Records from a data source:
BEGIN

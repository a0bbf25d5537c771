//! Heuristic filesystem search for native libraries.
//!
//! The search path of the pipeline: expand a logical name into file-name
//! patterns, walk priority-ordered directories for the first acceptable
//! library file, and reduce that file to a linker name.

pub mod linker_name;
pub mod names;
pub mod probe;

pub use linker_name::{linker_reference, normalize};
pub use names::expand;
pub use probe::{candidates, is_library, search, search_existing, SearchCandidate};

END

## Your assignment
Each line from the one containing "pub mod linker_name;" through the last line of the entries above is to be returned exactly, and no others.

## Output for this exercise
pub mod linker_name;
pub mod names;
pub mod probe;

pub use linker_name::{linker_reference, normalize};
pub use names::expand;
pub use probe::{candidates, is_library, search, search_existing, SearchCandidate};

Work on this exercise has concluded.